When the Ebola crisis struck West Africa in 2014, Melany Zimmerman used her GIScience skills she had amassed at Oregon State University to help. She was working as an intern for the U.S. Department of State in the Humanitarian Information Unit (HIU), mapping the safest and most effective areas for Red Cross and other aid groups to combat the disease. In another project, she used an open source mapping tool – Open Street Map – to take stock of major infrastructure in the Philippines to identify areas most vulnerable to a super typhoon.

"My work at the HIU was a collaborative effort to map areas across the globe where there is little information on the infrastructure to assess and plan for potential emergencies," she said. "Being a part of an international team to do this kind of work was pretty amazing."

For Zimmerman, her internship has been a crucial part of her online graduate GIScience certificate, a 19-credit distance education program that gives students a flexible way to learn fundamental and emerging geospatial tools.

"It validated for me that GIS and remote sensing are important and ubiquitous tools that can help in the preparation and response to humanitarian emergencies worldwide," Zimmerman said.

Interestingly, humanitarian work was never a career goal for Zimmerman. She had a long-standing interest in maps and remote sensing, planning elaborate ski trips and international travel experiences using satellite imagery to unearth clues about landscapes. Her work experience is sprinkled with stints in the sciences, including working for a neutrino detector facility in Antarctica and performing seismology research at the Geophysical Institute in Alaska. Even with no experience in humanitarian work, Zimmerman's courses in remote sensing, programing and other subjects prepared her to make the leap.

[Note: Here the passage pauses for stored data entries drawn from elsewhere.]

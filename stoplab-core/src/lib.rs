//! StopLab Core — volatility-adaptive trailing stops.
//!
//! This crate contains the pure computation:
//! - Domain types (bars)
//! - True Range and Wilder-smoothed ATR with explicit warm-up absence
//! - Trailing stop ratchet that infers direction from close vs. previous stop
//! - Aligned (date, high, low, close, atr, stop) series with fingerprinting
//!
//! Nothing here performs I/O or holds state between invocations.

pub mod domain;
pub mod error;
pub mod indicators;
pub mod pipeline;
pub mod stops;

pub use domain::Bar;
pub use error::CoreError;
pub use pipeline::{compute_stop_series, StopParams, StopRow, StopSeries};
pub use stops::{compute_trailing_stop, RatchetState, StopSide, StopStep};

#[cfg(test)]
mod tests {
    use super::*;

    /// Compile-time check: everything a caller may hand to another thread is Send + Sync.
    #[allow(dead_code)]
    fn assert_send_sync() {
        fn require_send<T: Send>() {}
        fn require_sync<T: Sync>() {}

        require_send::<Bar>();
        require_sync::<Bar>();
        require_send::<StopParams>();
        require_sync::<StopParams>();
        require_send::<StopSeries>();
        require_sync::<StopSeries>();
        require_send::<RatchetState>();
        require_sync::<RatchetState>();
        require_send::<CoreError>();
        require_sync::<CoreError>();
        require_send::<indicators::Atr>();
        require_sync::<indicators::Atr>();
    }
}
/// Service path prefix under the configured base URL.
pub(crate) const API_PREFIX: &str = "/bdds/bdds-bff-service/prod/api";

pub(crate) fn urljoin(base: &str, path: &str) -> String {
    if path.starts_with("http://") || path.starts_with("https://") {
        return path.to_string();
    }
    let base = base.trim_end_matches('/');
    if path.starts_with('/') {
        format!("{}{}", base, path)
    } else {
        format!("{}/{}", base, path)
    }
}

/// Resource API root for a base URL such as `https://publication-bdds.apps.epo.org`.
pub(crate) fn api_root(base: &str) -> String {
    let base = base.trim_end_matches('/');
    if base.ends_with(API_PREFIX) {
        return base.to_string();
    }
    urljoin(base, API_PREFIX)
}

pub(crate) fn strip_quotes(s: &str) -> &str {
    let s = s.trim();
    if (s.starts_with('"') && s.ends_with('"') && s.len() >= 2)
        || (s.starts_with('\'') && s.ends_with('\'') && s.len() >= 2)
    {
        &s[1..s.len() - 1]
    } else {
        s
    }
}

/// Treats blank values as absent.
pub(crate) fn non_empty(v: Option<String>) -> Option<String> {
    v.filter(|s| !s.trim().is_empty())
}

"My background is in science. To change the whole scope of my experience in GIS and turn it into humanitarian emergency response was an interesting way to apply my skills," she said. "I had never considered it and knew nothing about it. But it was fascinating how you could use GIS to respond to natural disasters or disease outbreaks."

Alongside her GIS certificate, Zimmerman is earning a master's of environmental science at the Alaska Pacific University in Anchorage. There she is studying hydrology and river hydrokinetics in a project that brings together GIScience and renewable energy. She will be mapping river drainage networks to assess their potential to harness energy and help power Alaska.